RECORD SET —
..........

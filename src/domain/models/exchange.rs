use serde::{Deserialize, Serialize};

/// Phase of the conversation. `Idle` is the only phase that accepts input.
#[derive(Debug, Clone, Copy, PartialEq, Eq, Hash, Default, Serialize, Deserialize)]
#[serde(rename_all = "snake_case")]
pub enum Phase {
    #[default]
    Idle,
    Thinking,
    Streaming,
}

impl Phase {
    pub fn as_str(&self) -> &'static str {
        match self {
            Phase::Idle => "idle",
            Phase::Thinking => "thinking",
            Phase::Streaming => "streaming",
        }
    }

    pub fn accepts_input(&self) -> bool {
        matches!(self, Phase::Idle)
    }
}

impl std::fmt::Display for Phase {
    fn fmt(&self, f: &mut std::fmt::Formatter<'_>) -> std::fmt::Result {
        write!(f, "{}", self.as_str())
    }
}

/// Identifies one submit-to-commit cycle. Results carrying a stale id are dropped.
#[derive(Debug, Clone, Copy, PartialEq, Eq, Hash, PartialOrd, Ord, Serialize, Deserialize)]
pub struct ExchangeId(u64);

impl ExchangeId {
    pub fn new(value: u64) -> Self {
        Self(value)
    }

    pub fn next(&self) -> Self {
        Self(self.0 + 1)
    }
}

impl std::fmt::Display for ExchangeId {
    fn fmt(&self, f: &mut std::fmt::Formatter<'_>) -> std::fmt::Result {
        write!(f, "#{}", self.0)
    }
}

/// The single in-flight exchange.
///
/// While streaming, `full_reply_text` is always set and `revealed_prefix_length`
/// never exceeds its length in characters.
#[derive(Debug, Clone, PartialEq, Eq)]
pub struct PendingExchange {
    id: ExchangeId,
    phase: Phase,
    revealed_prefix_length: usize,
    full_reply_text: Option<String>,
}

impl PendingExchange {
    pub fn thinking(id: ExchangeId) -> Self {
        Self {
            id,
            phase: Phase::Thinking,
            revealed_prefix_length: 0,
            full_reply_text: None,
        }
    }

    pub fn id(&self) -> ExchangeId {
        self.id
    }

    pub fn phase(&self) -> Phase {
        self.phase
    }

    pub fn revealed_prefix_length(&self) -> usize {
        self.revealed_prefix_length
    }

    pub fn full_reply_text(&self) -> Option<&str> {
        self.full_reply_text.as_deref()
    }

    /// Move to `Streaming` with the formatted reply as the reveal target.
    pub fn start_streaming(&mut self, reply: impl Into<String>) {
        self.full_reply_text = Some(reply.into());
        self.revealed_prefix_length = 0;
        self.phase = Phase::Streaming;
    }

    /// Record reveal progress, clamped to the reply length.
    pub fn set_revealed(&mut self, count: usize) {
        let len = self
            .full_reply_text
            .as_deref()
            .map(|t| t.chars().count())
            .unwrap_or(0);
        self.revealed_prefix_length = count.min(len);
    }

    /// The part of the reply shown so far.
    pub fn revealed_text(&self) -> &str {
        match self.full_reply_text.as_deref() {
            Some(text) => char_prefix(text, self.revealed_prefix_length),
            None => "",
        }
    }
}

/// First `count` characters of `text`, cut on a char boundary.
pub fn char_prefix(text: &str, count: usize) -> &str {
    match text.char_indices().nth(count) {
        Some((byte_idx, _)) => &text[..byte_idx],
        None => text,
    }
}
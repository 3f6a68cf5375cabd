use async_trait::async_trait;

use crate::domain::GatewayResult;

/// Turns one prompt into one reply.
///
/// Exactly one outbound call per invocation: no retry, no caching. Callers
/// only pass prompts that are non-empty after trimming; implementations do
/// not re-check. Every failure is logged by the implementation before it is
/// returned.
#[async_trait]
pub trait CompletionGateway: Send + Sync {
    async fn complete(&self, prompt: &str) -> GatewayResult;

    /// Short label for logs, e.g. `"http"` or `"canned"`.
    fn name(&self) -> &str;
}
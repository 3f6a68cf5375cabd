//! # Application Layer
//!
//! Gateway interfaces and the conversation use cases that drive them.

pub mod interfaces;
pub mod use_cases;

pub use interfaces::*;
pub use use_cases::*;
use std::time::Duration;

use async_trait::async_trait;
use serde::{Deserialize, Serialize};
use tracing::{debug, warn};

use crate::application::CompletionGateway;
use crate::domain::{GatewayError, GatewayResult};

pub const CHAT_PATH: &str = "/api/chat";
const CONNECT_TIMEOUT: Duration = Duration::from_secs(10);

/// Body of `POST /api/chat`.
#[derive(Debug, Serialize, Deserialize)]
pub struct ChatRequest {
    pub message: String,
}

/// `200` body of `POST /api/chat`.
#[derive(Debug, Serialize, Deserialize)]
pub struct ChatResponse {
    pub response: String,
}

/// `500` body of `POST /api/chat`.
#[derive(Debug, Serialize, Deserialize)]
pub struct ChatErrorResponse {
    pub error: String,
}

/// A [`CompletionGateway`] that calls a chat endpoint over HTTP.
///
/// This is what the widget uses in the browser-like setup: the upstream
/// provider sits behind the server and only `{message}` / `{response}`
/// crosses the wire.
pub struct HttpGateway {
    client: reqwest::Client,
    url: String,
}

impl HttpGateway {
    /// `base_url` is the server root, e.g. `http://localhost:3000`.
    pub fn new(base_url: impl Into<String>) -> Self {
        let base: String = base_url.into();
        let url = format!("{}{}", base.trim_end_matches('/'), CHAT_PATH);
        Self {
            client: reqwest::Client::builder()
                .connect_timeout(CONNECT_TIMEOUT)
                .build()
                .unwrap_or_default(),
            url,
        }
    }

    pub fn url(&self) -> &str {
        &self.url
    }

    async fn call(&self, prompt: &str) -> GatewayResult {
        let response = self
            .client
            .post(&self.url)
            .json(&ChatRequest {
                message: prompt.to_string(),
            })
            .send()
            .await
            .map_err(|e| GatewayError::network(format!("chat endpoint unreachable: {e}")))?;

        let status = response.status();
        let body = response
            .bytes()
            .await
            .map_err(|e| GatewayError::network(format!("reading chat response failed: {e}")))?;

        if !status.is_success() {
            let detail = serde_json::from_slice::<ChatErrorResponse>(&body)
                .map(|e| e.error)
                .unwrap_or_else(|_| String::from_utf8_lossy(&body).into_owned());
            return Err(GatewayError::upstream(format!(
                "chat endpoint returned {status}: {detail}"
            )));
        }

        serde_json::from_slice::<ChatResponse>(&body)
            .map(|r| r.response)
            .map_err(|e| GatewayError::malformed(format!("unexpected chat response body: {e}")))
    }
}

#[async_trait]
impl CompletionGateway for HttpGateway {
    async fn complete(&self, prompt: &str) -> GatewayResult {
        debug!("POST {}", self.url);
        let result = self.call(prompt).await;
        if let Err(e) = &result {
            warn!(kind = %e.kind(), "Chat request failed: {}", e.message());
        }
        result
    }

    fn name(&self) -> &str {
        "http"
    }
}

#[cfg(test)]
mod tests {
    use serde_json::json;
    use wiremock::matchers::{body_json, method, path};
    use wiremock::{Mock, MockServer, ResponseTemplate};

    use super::*;
    use crate::domain::FailureKind;

    #[tokio::test]
    async fn posts_message_and_reads_response() {
        let server = MockServer::start().await;
        Mock::given(method("POST"))
            .and(path("/api/chat"))
            .and(body_json(json!({"message": "Hello"})))
            .respond_with(
                ResponseTemplate::new(200).set_body_json(json!({"response": "Hi there!"})),
            )
            .expect(1)
            .mount(&server)
            .await;

        let gateway = HttpGateway::new(server.uri());

        assert_eq!(gateway.complete("Hello").await.unwrap(), "Hi there!");
    }

    #[tokio::test]
    async fn server_error_body_is_upstream_error() {
        let server = MockServer::start().await;
        Mock::given(method("POST"))
            .respond_with(
                ResponseTemplate::new(500)
                    .set_body_json(json!({"error": "Failed to generate response"})),
            )
            .mount(&server)
            .await;

        let err = HttpGateway::new(server.uri())
            .complete("Hello")
            .await
            .unwrap_err();

        assert_eq!(err.kind(), FailureKind::UpstreamError);
        assert!(err.message().contains("Failed to generate response"));
    }

    #[tokio::test]
    async fn success_without_response_field_is_malformed() {
        let server = MockServer::start().await;
        Mock::given(method("POST"))
            .respond_with(ResponseTemplate::new(200).set_body_string("<html>oops</html>"))
            .mount(&server)
            .await;

        let err = HttpGateway::new(server.uri())
            .complete("Hello")
            .await
            .unwrap_err();

        assert!(err.is_malformed());
    }

    #[tokio::test]
    async fn refused_connection_is_network_error() {
        let addr = {
            let listener = std::net::TcpListener::bind("127.0.0.1:0").unwrap();
            listener.local_addr().unwrap()
        };

        let err = HttpGateway::new(format!("http://{addr}"))
            .complete("Hello")
            .await
            .unwrap_err();

        assert!(err.is_network());
    }
}
pub mod container;
pub mod controller;
pub mod router;
pub mod terminal;

pub use container::{Container, ContainerConfig};
pub use router::Router;
pub use terminal::TerminalRenderer;
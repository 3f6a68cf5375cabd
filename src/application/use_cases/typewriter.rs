use std::time::Duration;

use tokio::time::{interval_at, Instant, Interval, MissedTickBehavior};

use crate::domain::char_prefix;

/// Reveal period used for real replies.
pub const DEFAULT_REVEAL_PERIOD: Duration = Duration::from_millis(30);

/// Something the reveal produced.
#[derive(Debug, Clone, PartialEq, Eq)]
pub enum RevealEvent {
    /// One more character is visible.
    Progress { revealed: usize },
    /// The whole target is visible. Emitted once per target.
    Completed { text: String },
}

/// Character-by-character reveal of a fixed target string.
///
/// Holds no timer; every call to [`Typewriter::tick`] reveals exactly one
/// character, left to right. See [`TypewriterEngine`] for the timed version.
///
/// ```
/// use chat_widget::{RevealEvent, Typewriter};
///
/// let mut tw = Typewriter::new();
/// assert!(tw.retarget("hi").is_none());
/// assert_eq!(tw.tick(), Some(RevealEvent::Progress { revealed: 1 }));
/// assert_eq!(tw.visible_text(), "h");
/// assert_eq!(tw.tick(), Some(RevealEvent::Completed { text: "hi".into() }));
/// assert_eq!(tw.tick(), None);
/// ```
#[derive(Debug, Clone, Default)]
pub struct Typewriter {
    target: String,
    total: usize,
    revealed: usize,
    running: bool,
}

impl Typewriter {
    pub fn new() -> Self {
        Self::default()
    }

    /// Start revealing `target` from scratch, discarding the previous target.
    ///
    /// An empty target has nothing to reveal and completes right away; the
    /// completion is returned here instead of from a later tick.
    pub fn retarget(&mut self, target: impl Into<String>) -> Option<RevealEvent> {
        self.target = target.into();
        self.total = self.target.chars().count();
        self.revealed = 0;

        if self.total == 0 {
            self.running = false;
            return Some(RevealEvent::Completed {
                text: String::new(),
            });
        }

        self.running = true;
        None
    }

    /// Reveal one more character. Returns `None` once stopped.
    pub fn tick(&mut self) -> Option<RevealEvent> {
        if !self.running {
            return None;
        }

        if self.revealed < self.total {
            self.revealed += 1;
        }

        if self.revealed == self.total {
            self.running = false;
            return Some(RevealEvent::Completed {
                text: self.target.clone(),
            });
        }

        Some(RevealEvent::Progress {
            revealed: self.revealed,
        })
    }

    /// Stop without completing. The revealed prefix stays as it is.
    pub fn cancel(&mut self) {
        self.running = false;
    }

    pub fn is_running(&self) -> bool {
        self.running
    }

    pub fn revealed_count(&self) -> usize {
        self.revealed
    }

    pub fn target(&self) -> &str {
        &self.target
    }

    pub fn visible_text(&self) -> &str {
        char_prefix(&self.target, self.revealed)
    }
}

/// A [`Typewriter`] driven by its own cancelable interval.
///
/// The interval only exists while a reveal is in progress. [`retarget`] and
/// [`cancel`] drop it, so a superseded reveal can never report completion.
/// [`next_event`] is cancel-safe and can sit in a `tokio::select!` loop.
///
/// [`retarget`]: TypewriterEngine::retarget
/// [`cancel`]: TypewriterEngine::cancel
/// [`next_event`]: TypewriterEngine::next_event
pub struct TypewriterEngine {
    typewriter: Typewriter,
    period: Duration,
    ticker: Option<Interval>,
    ready: Option<RevealEvent>,
}

impl TypewriterEngine {
    pub fn new(period: Duration) -> Self {
        Self {
            typewriter: Typewriter::new(),
            period: period.max(Duration::from_millis(1)),
            ticker: None,
            ready: None,
        }
    }

    pub fn period(&self) -> Duration {
        self.period
    }

    /// Cancel any pending tick and start revealing `target`.
    pub fn retarget(&mut self, target: impl Into<String>) {
        self.ticker = None;
        self.ready = self.typewriter.retarget(target);

        if self.ready.is_none() {
            // First character shows one period after the reveal starts.
            let mut ticker = interval_at(Instant::now() + self.period, self.period);
            ticker.set_missed_tick_behavior(MissedTickBehavior::Delay);
            self.ticker = Some(ticker);
        }
    }

    /// Stop immediately and release the timer. No completion follows.
    pub fn cancel(&mut self) {
        self.ticker = None;
        self.ready = None;
        self.typewriter.cancel();
    }

    /// `true` while an event is still to come.
    pub fn is_active(&self) -> bool {
        self.ticker.is_some() || self.ready.is_some()
    }

    pub fn visible_text(&self) -> &str {
        self.typewriter.visible_text()
    }

    pub fn revealed_count(&self) -> usize {
        self.typewriter.revealed_count()
    }

    /// Wait for the next reveal event. Never resolves while inactive.
    pub async fn next_event(&mut self) -> RevealEvent {
        if let Some(event) = self.ready.take() {
            return event;
        }

        let Some(ticker) = self.ticker.as_mut() else {
            return std::future::pending().await;
        };
        ticker.tick().await;

        match self.typewriter.tick() {
            Some(event @ RevealEvent::Completed { .. }) => {
                self.ticker = None;
                event
            }
            Some(event) => event,
            None => {
                self.ticker = None;
                std::future::pending().await
            }
        }
    }
}

impl Default for TypewriterEngine {
    fn default() -> Self {
        Self::new(DEFAULT_REVEAL_PERIOD)
    }
}
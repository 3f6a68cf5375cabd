use std::net::{IpAddr, Ipv4Addr, SocketAddr};

use anyhow::Result;
use tokio::net::TcpListener;
use tokio_util::sync::CancellationToken;
use tracing::{info, warn};

use crate::connector::server;

use super::super::Container;

pub struct ServeController<'a> {
    container: &'a Container,
}

impl<'a> ServeController<'a> {
    pub fn new(container: &'a Container) -> Self {
        Self { container }
    }

    pub async fn serve(&self, port: u16, public: bool) -> Result<String> {
        let ip = if public {
            IpAddr::V4(Ipv4Addr::UNSPECIFIED)
        } else {
            IpAddr::V4(Ipv4Addr::LOCALHOST)
        };
        let listener = TcpListener::bind(SocketAddr::new(ip, port)).await?;

        let shutdown = CancellationToken::new();
        let on_signal = shutdown.clone();
        tokio::spawn(async move {
            if let Err(e) = tokio::signal::ctrl_c().await {
                warn!("Failed to listen for Ctrl-C: {}", e);
                return;
            }
            info!("Shutting down chat endpoint");
            on_signal.cancel();
        });

        server::serve(listener, self.container.gateway(), shutdown).await?;

        Ok("Chat endpoint stopped.".to_string())
    }
}
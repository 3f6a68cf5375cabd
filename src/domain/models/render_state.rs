use serde::Serialize;

use super::{Phase, Turn};

/// What a presentation layer needs to draw the widget.
///
/// Only the latest committed turn is exposed, plus the thinking and
/// streaming overlays.
#[derive(Debug, Clone, Default, PartialEq, Eq, Serialize)]
pub struct RenderState {
    pub latest_turn: Option<Turn>,
    pub thinking: bool,
    pub streaming: bool,
    pub revealed: String,
    pub input: String,
    pub input_enabled: bool,
    pub turn_count: usize,
}

impl RenderState {
    pub fn phase(&self) -> Phase {
        if self.streaming {
            Phase::Streaming
        } else if self.thinking {
            Phase::Thinking
        } else {
            Phase::Idle
        }
    }

    pub fn is_idle(&self) -> bool {
        self.phase() == Phase::Idle
    }
}
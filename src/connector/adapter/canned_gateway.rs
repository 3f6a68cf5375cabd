use std::sync::atomic::{AtomicUsize, Ordering};
use std::time::Duration;

use async_trait::async_trait;
use rand::Rng;
use tracing::debug;

use crate::application::CompletionGateway;
use crate::domain::GatewayResult;

/// How long the offline gateway pretends to think.
pub const DEFAULT_THINKING_DELAY: Duration = Duration::from_secs(2);

/// Demo replies used when no model is available.
pub const CANNED_REPLIES: [&str; 5] = [
    "Hello! Can you tell me your name and a bit about your business and what you're looking to build? I'll send you a summary by email after.",
    "Welcome to the Voiceflow AI agent on Webflow! You can build an experience like this to replace complex forms.",
    "That's interesting! Could you tell me more about your specific requirements?",
    "I understand. Let me suggest a few options that might work better for your needs.",
    "Great! I've noted down your preferences. Is there anything else you'd like to add?",
];

#[derive(Debug, Clone, Copy, PartialEq, Eq)]
pub enum Selection {
    Random,
    /// Replies in order, wrapping around.
    Rotation,
}

/// Offline [`CompletionGateway`]: ignores the prompt and answers with a
/// canned reply after a fixed delay. Never fails.
pub struct CannedGateway {
    replies: Vec<String>,
    delay: Duration,
    selection: Selection,
    next: AtomicUsize,
}

impl CannedGateway {
    pub fn new() -> Self {
        Self::with_replies(CANNED_REPLIES.iter().map(|r| r.to_string()).collect())
    }

    /// An empty list falls back to [`CANNED_REPLIES`].
    pub fn with_replies(replies: Vec<String>) -> Self {
        let replies = if replies.is_empty() {
            CANNED_REPLIES.iter().map(|r| r.to_string()).collect()
        } else {
            replies
        };
        Self {
            replies,
            delay: DEFAULT_THINKING_DELAY,
            selection: Selection::Random,
            next: AtomicUsize::new(0),
        }
    }

    pub fn with_delay(mut self, delay: Duration) -> Self {
        self.delay = delay;
        self
    }

    pub fn with_selection(mut self, selection: Selection) -> Self {
        self.selection = selection;
        self
    }

    fn pick(&self) -> &str {
        let index = match self.selection {
            Selection::Random => rand::thread_rng().gen_range(0..self.replies.len()),
            Selection::Rotation => self.next.fetch_add(1, Ordering::Relaxed) % self.replies.len(),
        };
        &self.replies[index]
    }
}

impl Default for CannedGateway {
    fn default() -> Self {
        Self::new()
    }
}

#[async_trait]
impl CompletionGateway for CannedGateway {
    async fn complete(&self, _prompt: &str) -> GatewayResult {
        if !self.delay.is_zero() {
            tokio::time::sleep(self.delay).await;
        }
        let reply = self.pick();
        debug!("Canned reply selected ({} chars)", reply.chars().count());
        Ok(reply.to_string())
    }

    fn name(&self) -> &str {
        "canned"
    }
}
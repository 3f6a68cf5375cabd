//! # Connector Layer
//!
//! External integrations implementing application interfaces:
//! - Upstream provider client (OpenAI-compatible HTTP)
//! - Completion gateways (in-process provider, HTTP chat endpoint, canned offline replies)
//! - The `POST /api/chat` server
//! - CLI wiring (container, router, controllers)

pub mod adapter;
pub mod api;
pub mod server;

pub use adapter::*;
pub use server::*;
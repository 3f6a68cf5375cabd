mod canned_gateway;
mod http_gateway;
mod openai_compat_client;
mod provider_gateway;

pub use canned_gateway::*;
pub use http_gateway::*;
pub use openai_compat_client::*;
pub use provider_gateway::*;
//! Pure text services applied between the gateway and the display.

mod reply_formatter;

pub use reply_formatter::*;
use anyhow::Result;

use crate::Commands;

use super::container::Container;
use super::controller::{AskController, ChatController, ServeController};

pub struct Router<'a> {
    serve_controller: ServeController<'a>,
    chat_controller: ChatController<'a>,
    ask_controller: AskController<'a>,
}

impl<'a> Router<'a> {
    pub fn new(container: &'a Container) -> Self {
        Self {
            serve_controller: ServeController::new(container),
            chat_controller: ChatController::new(container),
            ask_controller: AskController::new(container),
        }
    }

    pub async fn route(&self, command: Commands) -> Result<String> {
        match command {
            Commands::Serve { port, public } => self.serve_controller.serve(port, public).await,
            Commands::Chat => self.chat_controller.chat().await,
            Commands::Ask { prompt } => self.ask_controller.ask(prompt.join(" ")).await,
        }
    }
}
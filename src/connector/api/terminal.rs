use std::io::{self, Write};

use crate::domain::{RenderState, Speaker};

/// Draws [`RenderState`] updates as a plain text stream.
///
/// Snapshots may be coalesced by the watch channel, so the renderer works
/// from differences: characters of the reveal not yet printed, and turns
/// committed since the last call.
pub struct TerminalRenderer {
    printed: usize,
    label_shown: bool,
    thinking_shown: bool,
    seen_turns: usize,
}

impl TerminalRenderer {
    /// Start from `initial` without printing anything for it.
    pub fn new(initial: &RenderState) -> Self {
        Self {
            printed: 0,
            label_shown: false,
            thinking_shown: initial.thinking,
            seen_turns: initial.turn_count,
        }
    }

    /// Print the latest turn as a labelled line.
    pub fn greet<W: Write>(&self, state: &RenderState, out: &mut W) -> io::Result<()> {
        if let Some(turn) = &state.latest_turn {
            writeln!(out, "{}: {}", label(turn.speaker()), turn.text())?;
        }
        out.flush()
    }

    pub fn render<W: Write>(&mut self, state: &RenderState, out: &mut W) -> io::Result<()> {
        if state.thinking && !self.thinking_shown {
            writeln!(out, "Thinking...")?;
            self.thinking_shown = true;
        }

        if state.streaming {
            self.show_label(out)?;
            let fresh: String = state.revealed.chars().skip(self.printed).collect();
            self.printed += fresh.chars().count();
            write!(out, "{fresh}")?;
        }

        if state.turn_count > self.seen_turns {
            self.seen_turns = state.turn_count;
            if let Some(turn) = state.latest_turn.as_ref().filter(|t| !t.is_user()) {
                self.show_label(out)?;
                let rest: String = turn.text().chars().skip(self.printed).collect();
                writeln!(out, "{rest}")?;
                self.printed = 0;
                self.label_shown = false;
            }
        }

        if state.is_idle() {
            self.thinking_shown = false;
        }

        out.flush()
    }

    fn show_label<W: Write>(&mut self, out: &mut W) -> io::Result<()> {
        if !self.label_shown {
            write!(out, "{}: ", label(Speaker::Assistant))?;
            self.label_shown = true;
        }
        Ok(())
    }
}

fn label(speaker: Speaker) -> &'static str {
    match speaker {
        Speaker::User => "You",
        Speaker::Assistant => "Assistant",
    }
}
use std::sync::Arc;
use std::time::Duration;

use anyhow::Result;
use tracing::debug;

use crate::application::{ChatSession, ChatSessionHandle, CompletionGateway, SessionOptions};
use crate::connector::adapter::{CannedGateway, HttpGateway, OpenAiCompatClient, ProviderGateway};
use crate::domain::DomainError;

pub struct ContainerConfig {
    /// Root URL of a running chat server. When set, exchanges go through
    /// `POST /api/chat` instead of calling the provider in-process.
    pub endpoint: Option<String>,
    /// Answer with canned replies; no network at all.
    pub offline: bool,
    /// Delay between revealed characters.
    pub reveal_period: Duration,
}

impl Default for ContainerConfig {
    fn default() -> Self {
        Self {
            endpoint: None,
            offline: false,
            reveal_period: crate::application::DEFAULT_REVEAL_PERIOD,
        }
    }
}

pub struct Container {
    gateway: Arc<dyn CompletionGateway>,
    config: ContainerConfig,
}

impl Container {
    pub fn new(config: ContainerConfig) -> Result<Self> {
        let gateway: Arc<dyn CompletionGateway> = match (&config.endpoint, config.offline) {
            (Some(_), true) => {
                return Err(DomainError::configuration(
                    "--endpoint and --offline cannot be combined",
                )
                .into());
            }
            (Some(endpoint), false) => {
                let gateway = HttpGateway::new(endpoint.as_str());
                debug!("Using chat endpoint at {}", gateway.url());
                Arc::new(gateway)
            }
            (None, true) => {
                debug!("Using canned offline replies");
                Arc::new(CannedGateway::new())
            }
            (None, false) => {
                let client = OpenAiCompatClient::from_env();
                debug!("Using provider at {}", client.url());
                Arc::new(ProviderGateway::new(Arc::new(client)))
            }
        };

        Ok(Self { gateway, config })
    }

    pub fn gateway(&self) -> Arc<dyn CompletionGateway> {
        Arc::clone(&self.gateway)
    }

    pub fn session_options(&self) -> SessionOptions {
        SessionOptions::default().with_reveal_period(self.config.reveal_period)
    }

    pub fn start_session(&self) -> ChatSessionHandle {
        ChatSession::spawn(self.gateway(), self.session_options())
    }

    pub fn reveal_period(&self) -> Duration {
        self.config.reveal_period
    }
}
use serde::{Deserialize, Serialize};

/// Who authored a turn.
#[derive(Debug, Clone, Copy, PartialEq, Eq, Hash, Serialize, Deserialize)]
#[serde(rename_all = "snake_case")]
pub enum Speaker {
    User,
    Assistant,
}

impl Speaker {
    pub fn as_str(&self) -> &'static str {
        match self {
            Speaker::User => "user",
            Speaker::Assistant => "assistant",
        }
    }
}

impl std::fmt::Display for Speaker {
    fn fmt(&self, f: &mut std::fmt::Formatter<'_>) -> std::fmt::Result {
        write!(f, "{}", self.as_str())
    }
}

/// One committed entry of the transcript. Never mutated after creation.
#[derive(Debug, Clone, PartialEq, Eq, Serialize, Deserialize)]
pub struct Turn {
    text: String,
    speaker: Speaker,
}

impl Turn {
    pub fn user(text: impl Into<String>) -> Self {
        Self {
            text: text.into(),
            speaker: Speaker::User,
        }
    }

    pub fn assistant(text: impl Into<String>) -> Self {
        Self {
            text: text.into(),
            speaker: Speaker::Assistant,
        }
    }

    pub fn text(&self) -> &str {
        &self.text
    }

    pub fn speaker(&self) -> Speaker {
        self.speaker
    }

    pub fn is_user(&self) -> bool {
        self.speaker == Speaker::User
    }
}
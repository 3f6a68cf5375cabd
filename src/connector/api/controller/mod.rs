pub mod ask_controller;
pub mod chat_controller;
pub mod serve_controller;

pub use ask_controller::AskController;
pub use chat_controller::ChatController;
pub use serve_controller::ServeController;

..........

REQUIREMENT — All that belongs in the answer is the lines from the start of the entries above through the line containing "impl std::fmt::Display for ExchangeId", each given exactly.

WRITTEN SOLUTION —
filename src/domain/models/exchange.rs
use serde::{Deserialize, Serialize};

/// Phase of the conversation. `Idle` is the only phase that accepts input.
#[derive(Debug, Clone, Copy, PartialEq, Eq, Hash, Default, Serialize, Deserialize)]
#[serde(rename_all = "snake_case")]
pub enum Phase {
    #[default]
    Idle,
    Thinking,
    Streaming,
}

impl Phase {
    pub fn as_str(&self) -> &'static str {
        match self {
            Phase::Idle => "idle",
            Phase::Thinking => "thinking",
            Phase::Streaming => "streaming",
        }
    }

    pub fn accepts_input(&self) -> bool {
        matches!(self, Phase::Idle)
    }
}

impl std::fmt::Display for Phase {
    fn fmt(&self, f: &mut std::fmt::Formatter<'_>) -> std::fmt::Result {
        write!(f, "{}", self.as_str())
    }
}

/// Identifies one submit-to-commit cycle. Results carrying a stale id are dropped.
#[derive(Debug, Clone, Copy, PartialEq, Eq, Hash, PartialOrd, Ord, Serialize, Deserialize)]
pub struct ExchangeId(u64);

impl ExchangeId {
    pub fn new(value: u64) -> Self {
        Self(value)
    }

    pub fn next(&self) -> Self {
        Self(self.0 + 1)
    }
}

impl std::fmt::Display for ExchangeId {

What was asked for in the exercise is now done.